▶ _REQUIRED ACTION_
Select the lines of the records containing the word "OpenArgs" and list them.

Data excerpts
========

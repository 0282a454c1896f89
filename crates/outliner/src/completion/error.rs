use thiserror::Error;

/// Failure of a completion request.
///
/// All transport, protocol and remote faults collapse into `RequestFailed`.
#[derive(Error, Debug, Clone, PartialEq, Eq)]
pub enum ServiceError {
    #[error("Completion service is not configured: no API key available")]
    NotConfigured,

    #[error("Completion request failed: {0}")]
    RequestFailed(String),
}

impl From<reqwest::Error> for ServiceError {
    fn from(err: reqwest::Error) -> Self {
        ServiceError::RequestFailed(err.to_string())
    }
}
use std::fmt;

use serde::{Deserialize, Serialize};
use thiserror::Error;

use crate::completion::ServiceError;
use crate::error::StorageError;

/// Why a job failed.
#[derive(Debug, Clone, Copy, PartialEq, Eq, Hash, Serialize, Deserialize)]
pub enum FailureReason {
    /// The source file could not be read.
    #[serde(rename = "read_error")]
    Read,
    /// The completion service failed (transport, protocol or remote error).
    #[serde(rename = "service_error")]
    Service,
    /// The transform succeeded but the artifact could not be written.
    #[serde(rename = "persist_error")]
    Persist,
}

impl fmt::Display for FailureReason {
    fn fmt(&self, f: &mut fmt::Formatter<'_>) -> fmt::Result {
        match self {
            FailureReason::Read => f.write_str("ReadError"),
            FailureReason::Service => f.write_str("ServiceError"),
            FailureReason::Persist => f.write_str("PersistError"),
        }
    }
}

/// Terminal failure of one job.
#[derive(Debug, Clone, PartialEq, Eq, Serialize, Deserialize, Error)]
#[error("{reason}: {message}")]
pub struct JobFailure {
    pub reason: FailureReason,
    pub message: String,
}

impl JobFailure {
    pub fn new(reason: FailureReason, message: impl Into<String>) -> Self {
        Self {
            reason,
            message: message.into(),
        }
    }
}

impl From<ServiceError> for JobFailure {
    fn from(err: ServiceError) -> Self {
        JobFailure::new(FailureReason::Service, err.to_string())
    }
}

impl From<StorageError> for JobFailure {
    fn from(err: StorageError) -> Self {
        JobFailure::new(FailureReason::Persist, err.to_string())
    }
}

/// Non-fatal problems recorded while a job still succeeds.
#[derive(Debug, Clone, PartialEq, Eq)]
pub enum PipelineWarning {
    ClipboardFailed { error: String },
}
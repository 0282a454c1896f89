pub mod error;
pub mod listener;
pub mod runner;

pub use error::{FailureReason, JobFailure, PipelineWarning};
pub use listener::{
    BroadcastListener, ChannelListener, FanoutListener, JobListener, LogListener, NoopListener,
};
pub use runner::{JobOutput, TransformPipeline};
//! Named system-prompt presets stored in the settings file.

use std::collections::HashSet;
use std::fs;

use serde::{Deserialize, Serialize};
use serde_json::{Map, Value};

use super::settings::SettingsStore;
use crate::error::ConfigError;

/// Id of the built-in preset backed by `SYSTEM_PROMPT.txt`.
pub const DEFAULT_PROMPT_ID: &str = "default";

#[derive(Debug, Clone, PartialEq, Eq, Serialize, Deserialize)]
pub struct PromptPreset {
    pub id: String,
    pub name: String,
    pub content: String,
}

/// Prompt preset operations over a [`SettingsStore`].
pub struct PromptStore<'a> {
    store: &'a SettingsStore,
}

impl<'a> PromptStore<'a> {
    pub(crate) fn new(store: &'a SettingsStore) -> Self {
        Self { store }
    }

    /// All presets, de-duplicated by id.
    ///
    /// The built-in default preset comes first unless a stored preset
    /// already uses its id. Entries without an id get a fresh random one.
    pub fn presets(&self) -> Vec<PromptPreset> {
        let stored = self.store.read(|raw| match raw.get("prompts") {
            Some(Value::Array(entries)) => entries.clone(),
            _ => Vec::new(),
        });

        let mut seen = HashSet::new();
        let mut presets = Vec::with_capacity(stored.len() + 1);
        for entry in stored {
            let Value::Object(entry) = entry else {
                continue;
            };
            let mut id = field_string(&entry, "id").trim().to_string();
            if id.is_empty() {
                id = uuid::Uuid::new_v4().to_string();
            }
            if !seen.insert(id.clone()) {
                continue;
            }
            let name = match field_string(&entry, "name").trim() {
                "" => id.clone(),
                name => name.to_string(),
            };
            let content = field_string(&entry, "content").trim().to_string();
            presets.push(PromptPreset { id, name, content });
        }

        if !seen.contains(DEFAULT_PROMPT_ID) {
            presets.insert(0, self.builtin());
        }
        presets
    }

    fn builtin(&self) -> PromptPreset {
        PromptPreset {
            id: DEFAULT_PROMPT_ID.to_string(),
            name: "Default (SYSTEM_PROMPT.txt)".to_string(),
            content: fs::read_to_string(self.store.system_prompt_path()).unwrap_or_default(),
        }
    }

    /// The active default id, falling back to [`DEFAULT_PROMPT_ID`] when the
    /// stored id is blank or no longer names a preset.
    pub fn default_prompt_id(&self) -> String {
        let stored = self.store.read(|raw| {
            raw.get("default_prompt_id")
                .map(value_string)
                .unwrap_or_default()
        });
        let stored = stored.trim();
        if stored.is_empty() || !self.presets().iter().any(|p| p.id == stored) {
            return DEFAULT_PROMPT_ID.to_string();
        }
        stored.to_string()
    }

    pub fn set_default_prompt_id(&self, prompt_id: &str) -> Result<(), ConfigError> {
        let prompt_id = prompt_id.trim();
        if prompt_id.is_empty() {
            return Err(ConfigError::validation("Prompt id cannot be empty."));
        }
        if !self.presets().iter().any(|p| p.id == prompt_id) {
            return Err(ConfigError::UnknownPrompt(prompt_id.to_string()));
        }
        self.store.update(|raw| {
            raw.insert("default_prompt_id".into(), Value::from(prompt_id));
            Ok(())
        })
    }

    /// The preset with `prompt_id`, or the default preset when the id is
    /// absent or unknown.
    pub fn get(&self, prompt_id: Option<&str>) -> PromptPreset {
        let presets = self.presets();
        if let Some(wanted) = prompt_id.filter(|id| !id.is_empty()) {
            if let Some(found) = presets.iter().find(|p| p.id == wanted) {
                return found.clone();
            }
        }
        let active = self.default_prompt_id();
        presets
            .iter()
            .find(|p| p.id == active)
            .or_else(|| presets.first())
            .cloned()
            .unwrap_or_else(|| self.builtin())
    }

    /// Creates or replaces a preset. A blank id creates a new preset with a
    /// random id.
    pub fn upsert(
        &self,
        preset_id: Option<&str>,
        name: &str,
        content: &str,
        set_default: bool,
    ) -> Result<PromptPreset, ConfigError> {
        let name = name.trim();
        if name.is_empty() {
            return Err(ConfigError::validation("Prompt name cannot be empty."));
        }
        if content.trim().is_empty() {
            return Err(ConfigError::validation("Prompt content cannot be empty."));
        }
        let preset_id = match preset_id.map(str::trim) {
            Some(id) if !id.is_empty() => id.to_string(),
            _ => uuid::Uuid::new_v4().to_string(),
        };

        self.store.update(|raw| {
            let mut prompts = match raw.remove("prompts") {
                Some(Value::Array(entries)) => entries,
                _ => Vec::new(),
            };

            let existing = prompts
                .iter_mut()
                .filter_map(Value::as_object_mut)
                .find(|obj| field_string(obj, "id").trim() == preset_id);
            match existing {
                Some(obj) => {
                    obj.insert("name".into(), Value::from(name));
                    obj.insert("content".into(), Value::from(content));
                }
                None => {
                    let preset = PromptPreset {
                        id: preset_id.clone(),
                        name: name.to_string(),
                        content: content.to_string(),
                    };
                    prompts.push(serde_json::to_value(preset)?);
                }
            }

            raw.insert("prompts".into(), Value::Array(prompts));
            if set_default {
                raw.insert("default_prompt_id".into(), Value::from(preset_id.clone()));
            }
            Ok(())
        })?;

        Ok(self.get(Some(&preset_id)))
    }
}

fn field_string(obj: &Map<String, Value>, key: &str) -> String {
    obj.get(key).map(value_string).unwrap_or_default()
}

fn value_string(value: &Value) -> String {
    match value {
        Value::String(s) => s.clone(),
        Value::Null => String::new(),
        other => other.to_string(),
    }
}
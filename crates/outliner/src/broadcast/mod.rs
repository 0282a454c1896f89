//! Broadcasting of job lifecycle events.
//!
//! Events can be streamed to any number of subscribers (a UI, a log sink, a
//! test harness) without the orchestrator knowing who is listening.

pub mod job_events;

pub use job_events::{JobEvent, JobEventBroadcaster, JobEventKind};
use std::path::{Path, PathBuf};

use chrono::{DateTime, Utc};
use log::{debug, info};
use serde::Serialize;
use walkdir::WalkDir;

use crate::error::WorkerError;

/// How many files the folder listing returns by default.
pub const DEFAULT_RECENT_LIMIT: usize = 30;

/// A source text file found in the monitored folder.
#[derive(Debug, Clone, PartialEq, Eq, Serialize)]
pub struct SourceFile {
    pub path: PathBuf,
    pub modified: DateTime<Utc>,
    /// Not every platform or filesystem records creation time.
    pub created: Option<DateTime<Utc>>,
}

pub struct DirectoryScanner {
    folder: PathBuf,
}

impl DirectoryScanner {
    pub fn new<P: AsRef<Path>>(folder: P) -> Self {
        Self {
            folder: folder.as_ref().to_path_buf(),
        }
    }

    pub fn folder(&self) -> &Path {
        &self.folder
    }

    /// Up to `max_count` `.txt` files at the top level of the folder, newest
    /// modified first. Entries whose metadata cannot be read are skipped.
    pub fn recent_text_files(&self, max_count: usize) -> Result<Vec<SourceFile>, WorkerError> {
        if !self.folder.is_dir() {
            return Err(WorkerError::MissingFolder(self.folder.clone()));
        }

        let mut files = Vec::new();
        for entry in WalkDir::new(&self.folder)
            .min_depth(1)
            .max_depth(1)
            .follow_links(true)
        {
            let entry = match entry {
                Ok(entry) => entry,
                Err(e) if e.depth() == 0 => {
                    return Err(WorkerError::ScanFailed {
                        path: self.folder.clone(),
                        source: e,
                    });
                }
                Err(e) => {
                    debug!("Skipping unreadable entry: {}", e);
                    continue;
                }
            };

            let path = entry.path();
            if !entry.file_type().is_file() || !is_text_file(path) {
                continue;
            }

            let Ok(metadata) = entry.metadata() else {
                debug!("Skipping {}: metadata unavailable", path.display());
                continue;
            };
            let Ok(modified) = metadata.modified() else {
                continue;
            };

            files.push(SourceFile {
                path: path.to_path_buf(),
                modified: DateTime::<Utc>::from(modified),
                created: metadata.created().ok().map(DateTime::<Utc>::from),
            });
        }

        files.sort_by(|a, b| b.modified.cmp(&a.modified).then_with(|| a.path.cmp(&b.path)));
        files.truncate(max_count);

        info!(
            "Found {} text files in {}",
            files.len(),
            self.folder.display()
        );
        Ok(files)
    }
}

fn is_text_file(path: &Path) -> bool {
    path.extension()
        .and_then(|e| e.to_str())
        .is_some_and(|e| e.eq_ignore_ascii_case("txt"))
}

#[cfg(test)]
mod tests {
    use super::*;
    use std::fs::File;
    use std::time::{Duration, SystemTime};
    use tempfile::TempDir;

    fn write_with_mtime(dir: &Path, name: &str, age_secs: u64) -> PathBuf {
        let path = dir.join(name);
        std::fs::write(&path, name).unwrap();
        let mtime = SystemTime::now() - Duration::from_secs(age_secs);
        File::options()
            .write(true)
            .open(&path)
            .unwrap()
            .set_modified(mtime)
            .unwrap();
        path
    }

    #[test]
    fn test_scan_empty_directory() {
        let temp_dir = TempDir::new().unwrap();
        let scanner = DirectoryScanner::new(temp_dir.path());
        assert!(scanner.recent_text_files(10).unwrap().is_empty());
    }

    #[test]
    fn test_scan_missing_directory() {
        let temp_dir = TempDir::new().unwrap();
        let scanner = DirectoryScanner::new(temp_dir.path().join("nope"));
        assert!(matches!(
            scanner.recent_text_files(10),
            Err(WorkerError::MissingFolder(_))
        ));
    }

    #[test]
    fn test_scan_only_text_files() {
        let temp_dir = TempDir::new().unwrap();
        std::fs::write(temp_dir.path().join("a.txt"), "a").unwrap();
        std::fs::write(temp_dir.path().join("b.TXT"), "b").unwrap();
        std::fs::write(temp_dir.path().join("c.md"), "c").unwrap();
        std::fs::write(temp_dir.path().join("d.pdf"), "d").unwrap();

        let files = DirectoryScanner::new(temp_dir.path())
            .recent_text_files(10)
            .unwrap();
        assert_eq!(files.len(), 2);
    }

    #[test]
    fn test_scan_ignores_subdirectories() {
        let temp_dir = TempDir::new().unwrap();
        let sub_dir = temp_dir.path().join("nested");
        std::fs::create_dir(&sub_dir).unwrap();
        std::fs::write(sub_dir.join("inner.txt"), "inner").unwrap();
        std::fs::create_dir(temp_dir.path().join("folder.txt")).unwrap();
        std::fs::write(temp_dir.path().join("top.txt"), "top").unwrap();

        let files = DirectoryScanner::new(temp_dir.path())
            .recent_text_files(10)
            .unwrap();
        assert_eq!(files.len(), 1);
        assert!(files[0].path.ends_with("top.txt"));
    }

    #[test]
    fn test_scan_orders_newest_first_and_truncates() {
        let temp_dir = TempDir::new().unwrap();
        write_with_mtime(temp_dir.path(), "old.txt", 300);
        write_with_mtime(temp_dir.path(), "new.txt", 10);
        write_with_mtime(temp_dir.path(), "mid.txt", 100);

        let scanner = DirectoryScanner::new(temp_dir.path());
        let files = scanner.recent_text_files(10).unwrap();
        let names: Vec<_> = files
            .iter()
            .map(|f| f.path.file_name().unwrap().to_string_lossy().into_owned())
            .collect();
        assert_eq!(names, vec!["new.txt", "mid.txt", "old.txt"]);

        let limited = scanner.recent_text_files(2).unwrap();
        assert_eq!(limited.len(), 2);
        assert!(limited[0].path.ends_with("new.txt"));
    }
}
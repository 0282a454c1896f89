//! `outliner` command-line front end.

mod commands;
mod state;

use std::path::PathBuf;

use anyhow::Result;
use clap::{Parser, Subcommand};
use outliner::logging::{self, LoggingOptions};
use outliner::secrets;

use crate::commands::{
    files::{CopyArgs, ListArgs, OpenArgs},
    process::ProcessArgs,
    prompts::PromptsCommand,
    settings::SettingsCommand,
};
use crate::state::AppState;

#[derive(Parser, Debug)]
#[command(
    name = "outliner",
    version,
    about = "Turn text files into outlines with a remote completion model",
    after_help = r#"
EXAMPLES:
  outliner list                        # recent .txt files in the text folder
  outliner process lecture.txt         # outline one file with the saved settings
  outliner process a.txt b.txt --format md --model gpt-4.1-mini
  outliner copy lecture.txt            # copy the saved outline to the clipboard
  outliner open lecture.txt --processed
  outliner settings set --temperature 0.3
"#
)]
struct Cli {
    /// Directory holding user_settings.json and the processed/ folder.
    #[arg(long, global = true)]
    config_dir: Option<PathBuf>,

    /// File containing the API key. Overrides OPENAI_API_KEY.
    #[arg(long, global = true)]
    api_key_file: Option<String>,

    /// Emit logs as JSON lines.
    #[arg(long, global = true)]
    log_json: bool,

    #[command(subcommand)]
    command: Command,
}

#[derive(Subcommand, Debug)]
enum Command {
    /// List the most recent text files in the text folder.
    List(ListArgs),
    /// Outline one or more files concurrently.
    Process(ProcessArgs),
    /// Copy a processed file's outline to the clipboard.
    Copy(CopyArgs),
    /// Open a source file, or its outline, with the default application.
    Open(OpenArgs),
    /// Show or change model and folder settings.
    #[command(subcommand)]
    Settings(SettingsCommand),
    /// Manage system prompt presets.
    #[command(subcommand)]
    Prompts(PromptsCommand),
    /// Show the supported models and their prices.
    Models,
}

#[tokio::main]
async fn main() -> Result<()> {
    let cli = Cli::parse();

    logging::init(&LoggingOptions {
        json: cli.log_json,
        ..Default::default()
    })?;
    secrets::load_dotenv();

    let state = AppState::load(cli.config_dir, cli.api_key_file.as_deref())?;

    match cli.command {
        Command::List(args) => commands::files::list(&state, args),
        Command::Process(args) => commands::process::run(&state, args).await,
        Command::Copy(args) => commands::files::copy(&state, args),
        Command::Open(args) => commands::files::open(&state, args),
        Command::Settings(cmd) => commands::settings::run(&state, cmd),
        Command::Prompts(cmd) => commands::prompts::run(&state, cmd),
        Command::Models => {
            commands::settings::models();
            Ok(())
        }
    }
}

========

▶ _RESULT_
    files::{CopyArgs, ListArgs, OpenArgs},
    Open(OpenArgs),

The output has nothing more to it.